__WHAT THE TASK ASKS__.
Look below for the line holding "if logits.len() != steps" and the line holding "the flattened pixels.". Repeat those two and everything between, exactly.

__THE DATA__.
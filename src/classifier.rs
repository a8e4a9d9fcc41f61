//! Loading and running the text recognition model. The model is an
//! opaque ONNX graph supplied at startup; this module feeds it pixels
//! and decodes its CTC output, nothing more.

use crate::config::MODEL_INPUT_HEIGHT;
use anyhow::{anyhow, bail, Context, Result};
use image::GenericImageView;
use ort::session::Session;
use ort::value::Value;
use std::sync::Mutex;
use tracing::info;

/// Text recognition over raw image bytes. An empty string means the
/// model saw no text.
pub trait Classifier: Send + Sync {
    fn classify(&self, image: &[u8]) -> Result<String>;
}

/// A CTC-style recognition model behind an ONNX Runtime session
pub struct CtcClassifier {
    session: Mutex<Session>,
    input_name: String,
    charset: Vec<String>,
}

impl CtcClassifier {
    /// Load the model and its charset. The charset file holds one
    /// entry per line; line 0 is the CTC blank.
    pub fn new(model_file: &str, charset_file: &str) -> Result<Self> {
        let session = Session::builder()?
            .with_intra_threads(1)?
            .commit_from_file(model_file)
            .context("failed to load recognition model")?;
        let input_name = session
            .inputs
            .first()
            .ok_or_else(|| anyhow!("recognition model declares no inputs"))?
            .name
            .clone();

        let raw = std::fs::read_to_string(charset_file).context("failed to read charset file")?;
        let charset = parse_charset(&raw)?;

        info!(
            "loaded recognition model {model_file:?} ({} charset entries)",
            charset.len()
        );
        Ok(CtcClassifier {
            session: Mutex::new(session),
            input_name,
            charset,
        })
    }
}

impl Classifier for CtcClassifier {
    fn classify(&self, image: &[u8]) -> Result<String> {
        let (shape, pixels) = preprocess(image)?;
        let input = Value::from_array((shape, pixels))?;

        let (dims, logits) = {
            let mut session = self.session.lock().unwrap();
            let outputs = session.run(ort::inputs![self.input_name.as_str() => input])?;
            let name = outputs
                .keys()
                .next()
                .ok_or_else(|| anyhow!("recognition model produced no outputs"))?;
            let (shape, data) = outputs[name].try_extract_tensor::<f32>()?;
            let dims: Vec<usize> = shape.iter().map(|&d| d as usize).collect();
            (dims, data.to_vec())
        };

        // Accept the common CTC output layouts: [S, 1, C], [1, S, C]
        // or [S, C]
        let (steps, classes) = match dims.as_slice() {
            [steps, 1, classes] => (*steps, *classes),
            [1, steps, classes] => (*steps, *classes),
            [steps, classes] => (*steps, *classes),
            other => bail!("unexpected logits shape {other:?}"),
        };
        if logits.len() != steps * classes {
            bail!("logits shape {dims:?} does not match {} values", logits.len());
        }

        Ok(ctc_decode(&self.charset, &logits, steps, classes))
    }
}

/// Decode the image, scale it to the model's input height keeping the
/// aspect ratio, grayscale, and normalize to [-1, 1]. Returns the
/// [1, 1, H, W] tensor shape and the flattened pixels.
fn preprocess(image: &[u8]) -> Result<([usize; 4], Vec<f32>)> {
    let img = image::load_from_memory(image).context("could not decode image bytes")?;
    let (width, height) = img.dimensions();
    let scaled_w =
        ((width as u64 * MODEL_INPUT_HEIGHT as u64) / height.max(1) as u64).max(1) as u32;
    let gray = img
        .resize_exact(
            scaled_w,
            MODEL_INPUT_HEIGHT,
            image::imageops::FilterType::Triangle,
        )
        .to_luma8();

    let (w, h) = (scaled_w as usize, MODEL_INPUT_HEIGHT as usize);
    let mut pixels = Vec::with_capacity(w * h);
    for y in 0..h {
        for x in 0..w {
            let value = gray.get_pixel(x as u32, y as u32)[0] as f32 / 255.0;
            pixels.push((value - 0.5) / 0.5);
        }
    }
    Ok(([1, 1, h, w], pixels))
}

/// Greedy CTC decode: argmax per timestep, collapse repeats, drop the
/// blank (charset index 0).
fn ctc_decode(charset: &[String], logits: &[f32], steps: usize, classes: usize) -> String {
    let mut text = String::new();
    let mut previous = 0;
    for step in 0..steps {
        let row = &logits[step * classes..(step + 1) * classes];
        let best = row
            .iter()
            .enumerate()
            .max_by(|a, b| a.1.total_cmp(b.1))
            .map(|(index, _)| index)
            .unwrap_or(0);
        if best != 0 && best != previous {
            if let Some(entry) = charset.get(best) {
                text.push_str(entry);
            }
        }
        previous = best;
    }
    text
}

/// One charset entry per line; line 0 is the CTC blank.
fn parse_charset(raw: &str) -> Result<Vec<String>> {
    let entries: Vec<String> = raw.lines().map(|line| line.to_string()).collect();
    if entries.len() < 2 {
        bail!("charset must list the blank plus at least one character");
    }
    Ok(entries)
}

__EXERCISE SOLUTION__.
        if logits.len() != steps * classes {
            bail!("logits shape {dims:?} does not match {} values", logits.len());
        }

        Ok(ctc_decode(&self.charset, &logits, steps, classes))
    }
}

/// Decode the image, scale it to the model's input height keeping the
/// aspect ratio, grayscale, and normalize to [-1, 1]. Returns the
/// [1, 1, H, W] tensor shape and the flattened pixels.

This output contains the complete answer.